All About Ecosystem Engineers
Ecosystem engineers not only impact the presence of other animals but also shape landscapes. Species who have the ability to do this can alter the distribution and abundance of large numbers of plants and animals. Some of the ecosystem engineers have also contributed to species richness at the landscape level.
According to World Atlas, an educational geography, travel, and current events website, ecosystem engineers are divided into two broad categories: allogenic and autogenic engineers. Those who can modify the environment by mechanically transforming material from one form to another or various forms are considered allogenic engineers. A perfect example of this is beavers. Beavers have the ability to alter their ecosystem extensively through the process of clear-cutting and damming. The dams built by beavers have ecological impacts on other species since they create habitat and control a number of abiotic resources that other animals can use and can also support species not found anywhere. Beavers can also shape landscapes by creating lakes and changing the paths of rivers.

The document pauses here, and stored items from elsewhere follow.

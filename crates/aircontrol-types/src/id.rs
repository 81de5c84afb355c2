//! Connection identity.

use serde::{Deserialize, Serialize};
use uuid::Uuid;

/// Identifies one live transport connection (a phone, a desktop host, or a
/// bridge process) for as long as it stays connected.
///
/// Serialises as the hyphenated UUID string, which is also what members see
/// as `controllerId` / `bridgeId` in notifications.
#[derive(
    Debug, Clone, Copy, PartialEq, Eq, Hash, PartialOrd, Ord, Serialize, Deserialize,
)]
#[serde(transparent)]
pub struct ConnectionId(Uuid);

impl ConnectionId {
    /// Generate a new random connection ID.
    #[must_use]
    pub fn new() -> Self {
        Self(Uuid::new_v4())
    }

    /// Create a connection ID from an existing UUID.
    #[must_use]
    pub fn from_uuid(uuid: Uuid) -> Self {
        Self(uuid)
    }

    /// Get the inner UUID.
    #[must_use]
    pub fn as_uuid(&self) -> &Uuid {
        &self.0
    }
}

impl Default for ConnectionId {
    fn default() -> Self {
        Self::new()
    }
}

impl std::fmt::Display for ConnectionId {
    fn fmt(&self, f: &mut std::fmt::Formatter<'_>) -> std::fmt::Result {
        write!(f, "{}", self.0)
    }
}
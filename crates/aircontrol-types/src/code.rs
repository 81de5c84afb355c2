//! Session codes (relay) and pairing codes (direct-connect).

use std::str::FromStr;

use serde::{Deserialize, Serialize};

use crate::error::TypesError;

/// Characters used for session codes. `0`/`O` and `1`/`I` are left out so a
/// code read off a screen cannot be mistyped.
pub const SESSION_CODE_ALPHABET: &[u8] = b"ABCDEFGHJKLMNPQRSTUVWXYZ23456789";

/// Length of both session codes and pairing codes.
pub const CODE_LEN: usize = 6;

/// A 6-character relay session address.
#[derive(Debug, Clone, PartialEq, Eq, Hash, PartialOrd, Ord, Serialize, Deserialize)]
#[serde(try_from = "String", into = "String")]
pub struct SessionCode(String);

impl SessionCode {
    /// Normalise user input: trim, upper-case, drop anything that is not
    /// ASCII alphanumeric, keep at most [`CODE_LEN`] characters.
    pub fn normalize(raw: &str) -> String {
        raw.trim()
            .chars()
            .filter(char::is_ascii_alphanumeric)
            .map(|c| c.to_ascii_uppercase())
            .take(CODE_LEN)
            .collect()
    }

    /// Parse and normalise a code typed or scanned by a member.
    pub fn parse(raw: &str) -> Result<Self, TypesError> {
        let normalized = Self::normalize(raw);
        if normalized.len() == CODE_LEN {
            Ok(Self(normalized))
        } else {
            Err(TypesError::InvalidSessionCode(raw.to_string()))
        }
    }

    /// Build a fresh code from [`SESSION_CODE_ALPHABET`].
    ///
    /// `pick(n)` must return a value in `0..n`.
    pub fn generate(mut pick: impl FnMut(usize) -> usize) -> Self {
        let code = (0..CODE_LEN)
            .map(|_| {
                let idx = pick(SESSION_CODE_ALPHABET.len()) % SESSION_CODE_ALPHABET.len();
                char::from(SESSION_CODE_ALPHABET[idx])
            })
            .collect();
        Self(code)
    }

    pub fn as_str(&self) -> &str {
        &self.0
    }
}

impl TryFrom<String> for SessionCode {
    type Error = TypesError;

    fn try_from(value: String) -> Result<Self, Self::Error> {
        Self::parse(&value)
    }
}

impl From<SessionCode> for String {
    fn from(code: SessionCode) -> Self {
        code.0
    }
}

impl FromStr for SessionCode {
    type Err = TypesError;

    fn from_str(s: &str) -> Result<Self, Self::Err> {
        Self::parse(s)
    }
}

impl std::fmt::Display for SessionCode {
    fn fmt(&self, f: &mut std::fmt::Formatter<'_>) -> std::fmt::Result {
        f.write_str(&self.0)
    }
}

/// A 6-digit numeric code shown by a direct-connect host.
///
/// Only one pairing code is live per host process, so no uniqueness check
/// is needed.
#[derive(Debug, Clone, PartialEq, Eq, Hash, Serialize, Deserialize)]
#[serde(try_from = "String", into = "String")]
pub struct PairingCode(String);

impl PairingCode {
    /// Build a fresh code. `pick(n)` must return a value in `0..n`.
    pub fn generate(mut pick: impl FnMut(u32) -> u32) -> Self {
        Self(format!("{:06}", pick(1_000_000) % 1_000_000))
    }

    pub fn parse(raw: &str) -> Result<Self, TypesError> {
        let trimmed = raw.trim();
        if trimmed.len() == CODE_LEN && trimmed.bytes().all(|b| b.is_ascii_digit()) {
            Ok(Self(trimmed.to_string()))
        } else {
            Err(TypesError::InvalidPairingCode(raw.to_string()))
        }
    }

    /// Exact comparison against the code a client sent.
    pub fn matches(&self, candidate: &str) -> bool {
        self.0 == candidate
    }

    pub fn as_str(&self) -> &str {
        &self.0
    }
}

impl TryFrom<String> for PairingCode {
    type Error = TypesError;

    fn try_from(value: String) -> Result<Self, Self::Error> {
        Self::parse(&value)
    }
}

impl From<PairingCode> for String {
    fn from(code: PairingCode) -> Self {
        code.0
    }
}

impl std::fmt::Display for PairingCode {
    fn fmt(&self, f: &mut std::fmt::Formatter<'_>) -> std::fmt::Result {
        f.write_str(&self.0)
    }
}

A 2002 study also revealed that beaver engineering increased species richness of plants at the landscape scale. However, not all ecosystem engineers can do this. For them to increase species richness at the landscape scale, they must have an ability to create a patch with a combination of conditions not present elsewhere in the landscape.
On the other hand, autogenic engineers modify the environment they are in by modifying themselves. Trees, for instance, are used by other organisms as habitats including birds, insects, snakes, and other organisms as they grow their trunks, leaves, and branches. As they grow and become larger, both of their living and dead tissues create habitats for other organisms to live on or in.
Another important and unexpected ecosystem engineer is rattlesnakes. Rattlesnakes, like any predator, play a crucial part in a healthy ecosystem. A 2018 study found out that they are important seed dispersers. According to researchers, different types of rattlesnakes found in Arizona munch on rodents, many of which still have seeds in their cheeks or gut. Often, the seeds stay whole because snakes can’t chew them.
Since rattlesnakes don't have the enzymes to break seeds down, they can germinate while in a snake’s colon. “Rattlesnakes should be viewed as more than just predators. They’re actually functioning and providing ecosystem services beyond that, so beyond just the seed thing, they’re taking on the role of ecosystem engineer,” co-author Gordon Schuett said.
Recent research led by Justin Yeakel, an ecologist at the University of California, Merced, revealed that the increasing number of ecosystem engineers have stabilized the entire ecological network against extinctions. To achieve this conclusion, the researchers created an ecological network model to understand the long-term impact of ecosystem engineers.
"We wanted to understand how food webs and interaction networks were established from a mechanistic perspective. To do that, you have to include things like engineering because species influence their environment and there's this feedback between the environment to the species,” Yeakel said.
According to Phys.org, an internet news portal that provides the latest news on science, the ecological network model was created without specific species like beavers or concrete environmental features like rivers. Everything is reduced to interactions: species can eat, need, or make. However, the model has a simple rule that it needs to follow: species have to eat only one thing to survive but they have to obtain all of the things they need.
The model also showed how food webs can be assembled, how species interactions can change over time, and when species go extinct. The findings revealed that many ecosystem engineers led to stability and few extinctions while only a few ecosystem engineers led to many extinctions and instability. "As you increase the number of engineers, that also increases the redundancy of the engineers and this tends to stabilize the system," Yeakel said.